Viikinsaari is an island located in the lake Pyhäjärvi belonging to the City of Tampere, Finland. The island is a popular nature resort and an outdoor recreation area, attracting visitors all year round. In the summertime there is a boat connection to the island from the Laukontori harbour. In winter, the island can be reached by walking or skiing.

The western part is a nature reserve, but there are also swimming shores, playgrounds, a small chapel, a fireplace for roasting sausages, a restaurant, a footpath through the nature reserve and a dance pavilion on the island. Viikinsaari is administrated by the Tampere Culture Affairs, which organises happenings and events throughout summer for people in all ages, for example nature tours for children, dance lessons and events and music nights. It is also possible to rent a rowing boat, fishing rods, miniature golf equipment and there's a selection of games that can be borrowed from the Info office, including petanque, croquet, badminton, darts, football, volleyball and board games. Part of the events are organised by the private ferry company Suomen Hopealinja and the restaurant Wanha Kaidesaari.

The first mentions about Viikinsaari date back to 1596. Until the 19th century the island was known as Kaidesaari, but the name was changed when the island became property of the Viikki Manor.
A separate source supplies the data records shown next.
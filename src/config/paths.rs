//! Default path helpers and symlink checks.
//! Determines OS-appropriate config/log paths and detects symlinked ancestors
//! before the program writes anywhere.

use anyhow::{Context, Result};
use dirs::{config_dir, data_dir};
use std::env;
use std::fs;
use std::io;
use std::path::{Path, PathBuf};

use super::CONFIG_ENV;

/// Config file path: AI_RENAME_CONFIG if set, else the OS config dir.
pub fn default_config_path() -> Result<PathBuf> {
    if let Some(p) = env::var_os(CONFIG_ENV) {
        return Ok(PathBuf::from(p));
    }
    if let Some(mut base) = config_dir() {
        base.push("ai_rename");
        base.push("config.xml");
        return Ok(base);
    }
    let home = env::var("HOME").context("neither a config dir nor HOME is available")?;
    Ok(PathBuf::from(home)
        .join(".config")
        .join("ai_rename")
        .join("config.xml"))
}

/// OS-appropriate default log file path (data dir).
pub fn default_log_path() -> Result<PathBuf> {
    if let Some(mut base) = data_dir() {
        base.push("ai_rename");
        base.push("ai_rename.log");
        return Ok(base);
    }
    let home = env::var("HOME").context("neither a data dir nor HOME is available")?;
    Ok(PathBuf::from(home)
        .join(".local")
        .join("share")
        .join("ai_rename")
        .join("ai_rename.log"))
}

/// Return true if any existing ancestor of `path` is a symlink.
pub fn path_has_symlink_ancestor(path: &Path) -> io::Result<bool> {
    let mut p = path.parent();
    while let Some(anc) = p {
        if anc.exists() {
            let meta = fs::symlink_metadata(anc)?;
            if meta.file_type().is_symlink() {
                return Ok(true);
            }
        }
        p = anc.parent();
    }
    Ok(false)
}
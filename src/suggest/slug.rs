//! Content-slug suggester.
//!
//! Reads the head of the file and builds a slug from the first few
//! alphanumeric words. PDFs get a best-effort ASCII scrape of their leading
//! bytes instead of a lossy UTF-8 decode; that is enough to pick up title and
//! heading text without pulling in a PDF parser.

use std::fs::File;
use std::io::Read;
use std::path::Path;
use tracing::debug;

use crate::config::Config;
use crate::errors::RenamerError;

use super::Suggester;

/// Stem used when a file yields no usable words at all.
pub const FALLBACK_STEM: &str = "file";

const PDF_SCRAPE_BYTES: usize = 4096;

#[derive(Debug, Clone)]
pub struct SlugSuggester {
    max_words: usize,
    max_read_bytes: usize,
}

impl SlugSuggester {
    pub fn new(max_words: usize, max_read_bytes: usize) -> Self {
        Self {
            max_words,
            max_read_bytes,
        }
    }

    pub fn from_config(cfg: &Config) -> Self {
        Self::new(cfg.slug_max_words, cfg.max_read_bytes)
    }

    fn read_head(&self, file: &Path) -> Result<String, RenamerError> {
        let is_pdf = file
            .extension()
            .and_then(|e| e.to_str())
            .is_some_and(|e| e.eq_ignore_ascii_case("pdf"));
        let budget = if is_pdf {
            PDF_SCRAPE_BYTES
        } else {
            self.max_read_bytes
        };

        let mut handle = File::open(file).map_err(|e| map_open_error(file, e))?;
        let mut buf = vec![0u8; budget];
        let mut filled = 0usize;
        // Loop: a single read may return short on pipes/network filesystems.
        while filled < buf.len() {
            match handle.read(&mut buf[filled..]) {
                Ok(0) => break,
                Ok(n) => filled += n,
                Err(e) if e.kind() == std::io::ErrorKind::Interrupted => continue,
                Err(e) => return Err(map_open_error(file, e)),
            }
        }
        buf.truncate(filled);

        if is_pdf {
            Ok(ascii_scrape(&buf))
        } else {
            Ok(String::from_utf8_lossy(&buf).into_owned())
        }
    }
}

impl Suggester for SlugSuggester {
    fn suggest(&self, file: &Path) -> Result<String, RenamerError> {
        let text = self.read_head(file)?;
        let slug = slugify(&text, self.max_words);
        debug!(file = %file.display(), slug = %slug, "content slug built");
        Ok(slug)
    }
}

fn map_open_error(file: &Path, e: std::io::Error) -> RenamerError {
    match e.kind() {
        std::io::ErrorKind::NotFound => RenamerError::SourceNotFound(file.to_path_buf()),
        std::io::ErrorKind::PermissionDenied => RenamerError::PermissionDenied {
            path: file.to_path_buf(),
            context: e.to_string(),
        },
        _ => RenamerError::NotAFile(file.to_path_buf()),
    }
}

/// Keep printable ASCII, drop the rest. PDF streams are mostly binary; the
/// readable runs are what we slug.
fn ascii_scrape(bytes: &[u8]) -> String {
    bytes
        .iter()
        .map(|&b| {
            if b.is_ascii_graphic() || b == b' ' || b == b'\n' {
                b as char
            } else {
                ' '
            }
        })
        .collect()
}

/// First `max_words` lowercase alphanumeric runs joined with '-'.
/// Empty input slugs to FALLBACK_STEM so a candidate always exists.
pub fn slugify(text: &str, max_words: usize) -> String {
    let mut words = Vec::with_capacity(max_words);
    let mut current = String::new();
    for ch in text.chars() {
        if ch.is_ascii_alphanumeric() {
            current.extend(ch.to_lowercase());
        } else if !current.is_empty() {
            words.push(std::mem::take(&mut current));
            if words.len() == max_words {
                break;
            }
        }
    }
    if !current.is_empty() && words.len() < max_words {
        words.push(current);
    }

    if words.is_empty() {
        FALLBACK_STEM.to_string()
    } else {
        words.join("-")
    }
}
The confectioner Carl Gustav Tallqvist opened a restaurant on the island first in 1866 and had a boat built to start a ferry service from the land. He later bought the islands from Viikki mansion, in the year 1881. After Tallqvist's death the island was deserted for some time. It was at the most used for herding until the City of Tampere bought it in 1893. After the restaurant had burnt down twice, the city architect Lambert Petterson designed the building in 1900 that is still in use today. Also a small jail was built on the island, which was altered into a chapel of East and West in 1995 and is a piece of art itself, designed by Ilkka Väätti.
Viikinsaari has mostly been in use of the working class as their recreation space since the early 20th century. After some quieter years in the latter half of last century, the island is again in active use and attentively maintained.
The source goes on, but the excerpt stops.